Naledi had always felt out of place — too curious, too restless, too aware. At fourteen, she carried herself like she was already older, slipping through the small-town streets with a notebook tucked under her arm, writing stories no one would ever read. Her dreams were too loud for the quiet house she lived in, too wild for the predictable world around her.
That’s when Adrian appeared.
He was twenty-one, with a calm confidence that made everything else fade into the background. He wasn’t flashy, but there was a gravity about him — the kind that made Naledi’s pulse quicken and her chest feel strangely full, like she had been holding her breath without realizing it. He was a friend of her cousin’s, visiting for the weekend, but from the first conversation, it felt like he could see her, all the thoughts and stories she kept locked away.

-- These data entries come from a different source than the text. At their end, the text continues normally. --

#![allow(dead_code)]

use grocer_client::HttpGroceryApi;
use grocer_fake_backend::config::{FakeConfig, FaultPlan};
use grocer_fake_backend::server::{spawn, RunningServer};
use grocer_fake_backend::state::FakeState;
use reqwest::Url;

/// Spawn a fake backend on an ephemeral port with the given faults.
pub async fn start_backend(faults: FaultPlan) -> RunningServer {
    let state = FakeState::new(FakeConfig {
        faults,
        ..Default::default()
    });
    spawn(state).await.expect("fake backend should bind")
}

/// HTTP accessors pointed at `server`.
pub fn api_for(server: &RunningServer) -> HttpGroceryApi {
    let base_url = Url::parse(&server.base_url()).unwrap();
    HttpGroceryApi::with_client(reqwest::Client::new(), base_url)
}

/// An origin nothing is listening on.
pub async fn dead_origin() -> Url {
    let listener = tokio::net::TcpListener::bind("127.0.0.1:0").await.unwrap();
    let addr = listener.local_addr().unwrap();
    drop(listener);
    Url::parse(&format!("http://{addr}")).unwrap()
}
//! HTTP-level tests for the fake `/api` endpoints.
//!
//! Requests go straight to the router through `tower::ServiceExt::oneshot`.

mod common;

use axum::http::{Method, Request, StatusCode};
use common::{body_json, build_test_app, get, put_json};
use grocer_fake_backend::config::FaultPlan;
use http_body_util::BodyExt;
use serde_json::json;
use tower::ServiceExt;

// ---------------------------------------------------------------------------
// Test: GET /api/list returns the full catalogue in a success envelope
// ---------------------------------------------------------------------------

#[tokio::test]
async fn list_returns_success_envelope() {
    let (app, state) = build_test_app(FaultPlan::none());
    let response = get(app, "/api/list").await;

    assert_eq!(response.status(), StatusCode::OK);
    let json = body_json(response).await;
    assert_eq!(json["status"], "success");
    assert_eq!(json["data"].as_array().unwrap().len(), 25);
    assert_eq!(json["data"][0], json!({ "id": 1, "name": "Apple" }));
    assert_eq!(state.counters.list_requests(), 1);
}

// ---------------------------------------------------------------------------
// Test: kind=fruits narrows the list, unknown kinds list everything
// ---------------------------------------------------------------------------

#[tokio::test]
async fn list_honours_kind_parameter() {
    let (app, _) = build_test_app(FaultPlan::none());

    let fruits = body_json(get(app.clone(), "/api/list?kind=fruits").await).await;
    assert_eq!(fruits["data"].as_array().unwrap().len(), 10);

    let vegetables = body_json(get(app.clone(), "/api/list?kind=vegetables").await).await;
    assert_eq!(vegetables["data"].as_array().unwrap().len(), 25);

    let unknown = body_json(get(app, "/api/list?kind=meat").await).await;
    assert_eq!(unknown["data"].as_array().unwrap().len(), 25);
}

// ---------------------------------------------------------------------------
// Test: injected maintenance fault fires once with a 500 error envelope
// ---------------------------------------------------------------------------

#[tokio::test]
async fn list_fault_fires_once() {
    let (app, _) = build_test_app(FaultPlan {
        fail_first_list: true,
        drop_first_cart_read: false,
    });

    let first = get(app.clone(), "/api/list").await;
    assert_eq!(first.status(), StatusCode::INTERNAL_SERVER_ERROR);
    let json = body_json(first).await;
    assert_eq!(json["status"], "error");
    assert_eq!(
        json["data"]["error"],
        "Server is under maintenance, please retry"
    );
    assert_eq!(json["data"]["code"], "MAINTENANCE");

    let second = get(app, "/api/list").await;
    assert_eq!(second.status(), StatusCode::OK);
}

// ---------------------------------------------------------------------------
// Test: empty cart, then PUT returns the full updated cart
// ---------------------------------------------------------------------------

#[tokio::test]
async fn put_cart_returns_updated_snapshot() {
    let (app, state) = build_test_app(FaultPlan::none());

    let empty = body_json(get(app.clone(), "/api/cart").await).await;
    assert_eq!(empty, json!({ "status": "success", "data": [] }));

    put_json(app.clone(), "/api/cart", "1").await;
    let response = put_json(app.clone(), "/api/cart", "2").await;
    assert_eq!(response.status(), StatusCode::OK);

    let json = body_json(response).await;
    assert_eq!(
        json["data"],
        json!([{ "id": 1, "name": "Apple" }, { "id": 2, "name": "Banana" }])
    );
    assert_eq!(state.cart_snapshot().await.len(), 2);
    assert_eq!(state.counters.cart_writes(), 2);
    assert_eq!(state.counters.cart_reads(), 1);
}

// ---------------------------------------------------------------------------
// Test: unknown id → 404 Item not found, cart untouched
// ---------------------------------------------------------------------------

#[tokio::test]
async fn put_unknown_id_returns_404() {
    let (app, state) = build_test_app(FaultPlan::none());
    let response = put_json(app, "/api/cart", "999").await;

    assert_eq!(response.status(), StatusCode::NOT_FOUND);
    let json = body_json(response).await;
    assert_eq!(json["status"], "error");
    assert_eq!(json["data"]["error"], "Item not found");
    assert!(state.cart_snapshot().await.is_empty());
}

// ---------------------------------------------------------------------------
// Test: non-numeric bodies → 400 Invalid item ID
// ---------------------------------------------------------------------------

#[tokio::test]
async fn put_non_numeric_body_returns_400() {
    let (app, state) = build_test_app(FaultPlan::none());

    for body in ["\"abc\"", "{\"id\":1}", "not json", "null"] {
        let response = put_json(app.clone(), "/api/cart", body).await;
        assert_eq!(response.status(), StatusCode::BAD_REQUEST, "body: {body}");
        let json = body_json(response).await;
        assert_eq!(json["data"]["error"], "Invalid item ID");
    }
    assert!(state.cart_snapshot().await.is_empty());
}

// ---------------------------------------------------------------------------
// Test: fractional ids are numbers but match nothing
// ---------------------------------------------------------------------------

#[tokio::test]
async fn put_fractional_id_is_not_found() {
    let (app, _) = build_test_app(FaultPlan::none());
    let response = put_json(app, "/api/cart", "1.5").await;
    assert_eq!(response.status(), StatusCode::NOT_FOUND);
}

// ---------------------------------------------------------------------------
// Test: injected cart fault breaks the body once
// ---------------------------------------------------------------------------

#[tokio::test]
async fn cart_read_fault_breaks_body_once() {
    let (app, _) = build_test_app(FaultPlan {
        fail_first_list: false,
        drop_first_cart_read: true,
    });

    let broken = get(app.clone(), "/api/cart").await;
    assert!(broken.into_body().collect().await.is_err());

    let healthy = get(app, "/api/cart").await;
    assert_eq!(healthy.status(), StatusCode::OK);
}

// ---------------------------------------------------------------------------
// Test: health endpoint and CORS preflight
// ---------------------------------------------------------------------------

#[tokio::test]
async fn health_check_returns_ok() {
    let (app, _) = build_test_app(FaultPlan::none());
    let json = body_json(get(app, "/health").await).await;
    assert_eq!(json["status"], "ok");
    assert!(json["version"].is_string());
}

#[tokio::test]
async fn cors_preflight_allows_configured_origin() {
    let (app, _) = build_test_app(FaultPlan::none());

    let request = Request::builder()
        .method(Method::OPTIONS)
        .uri("/api/cart")
        .header("Origin", "http://localhost:5173")
        .header("Access-Control-Request-Method", "PUT")
        .body(axum::body::Body::empty())
        .unwrap();
    let response = app.oneshot(request).await.unwrap();

    assert_eq!(response.status(), StatusCode::OK);
    let allow_origin = response
        .headers()
        .get("access-control-allow-origin")
        .expect("Missing Access-Control-Allow-Origin header")
        .to_str()
        .unwrap();
    assert_eq!(allow_origin, "http://localhost:5173");
}
use std::net::SocketAddr;

use tracing_subscriber::{layer::SubscriberExt, util::SubscriberInitExt};

use grocer_fake_backend::config::FakeConfig;
use grocer_fake_backend::router::build_router;
use grocer_fake_backend::state::FakeState;

#[tokio::main]
async fn main() -> Result<(), Box<dyn std::error::Error>> {
    dotenvy::dotenv().ok();

    // --- Tracing ---
    tracing_subscriber::registry()
        .with(
            tracing_subscriber::EnvFilter::try_from_default_env()
                .unwrap_or_else(|_| "grocer_fake_backend=debug,tower_http=debug".into()),
        )
        .with(tracing_subscriber::fmt::layer())
        .init();

    // --- Configuration ---
    let config = FakeConfig::from_env()?;
    tracing::info!(
        host = %config.host,
        port = config.port,
        read_delay_ms = config.read_delay.as_millis() as u64,
        write_delay_ms = config.write_delay.as_millis() as u64,
        faults = ?config.faults,
        "Loaded fake backend configuration",
    );

    let addr = SocketAddr::new(config.host.parse()?, config.port);
    let app = build_router(FakeState::new(config));

    // --- Start server ---
    tracing::info!(%addr, "Starting fake backend");
    let listener = tokio::net::TcpListener::bind(addr).await?;

    axum::serve(listener, app)
        .with_graceful_shutdown(shutdown_signal())
        .await?;

    tracing::info!("Fake backend stopped");
    Ok(())
}

/// Wait for Ctrl-C (or SIGTERM on Unix).
async fn shutdown_signal() {
    let ctrl_c = async {
        if let Err(e) = tokio::signal::ctrl_c().await {
            tracing::error!(error = %e, "Failed to listen for Ctrl-C");
            std::future::pending::<()>().await;
        }
    };

    #[cfg(unix)]
    let terminate = async {
        match tokio::signal::unix::signal(tokio::signal::unix::SignalKind::terminate()) {
            Ok(mut signal) => {
                signal.recv().await;
            }
            Err(e) => {
                tracing::error!(error = %e, "Failed to install SIGTERM handler");
                std::future::pending::<()>().await;
            }
        }
    };

    #[cfg(not(unix))]
    let terminate = std::future::pending::<()>();

    tokio::select! {
        () = ctrl_c => {
            tracing::info!("Received SIGINT (Ctrl-C), shutting down");
        }
        () = terminate => {
            tracing::info!("Received SIGTERM, shutting down");
        }
    }
}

“You think too much for a girl your age,” he said one afternoon, leaning against the fence as petals from the jacaranda trees floated around them like purple snow. “But that’s not a bad thing. It means you notice the world in ways others don’t.”
Naledi’s stomach fluttered. Finally, someone understood her. Someone saw the version of herself she had been hiding.
And so she clung to him. His words became a secret melody in her head, each one a thread pulling her toward something she didn’t fully understand. Being with Adrian felt like stepping into a world she had always imagined — exciting, forbidden, and just a little dangerous.
But even in the thrill, there was a whisper she couldn’t quite silence: growing up too fast comes with a price.
For now, Naledi ignored it. She was fourteen, and for the first time in her life, she felt like someone was seeing her — really seeing her.
And that feeling was intoxicating.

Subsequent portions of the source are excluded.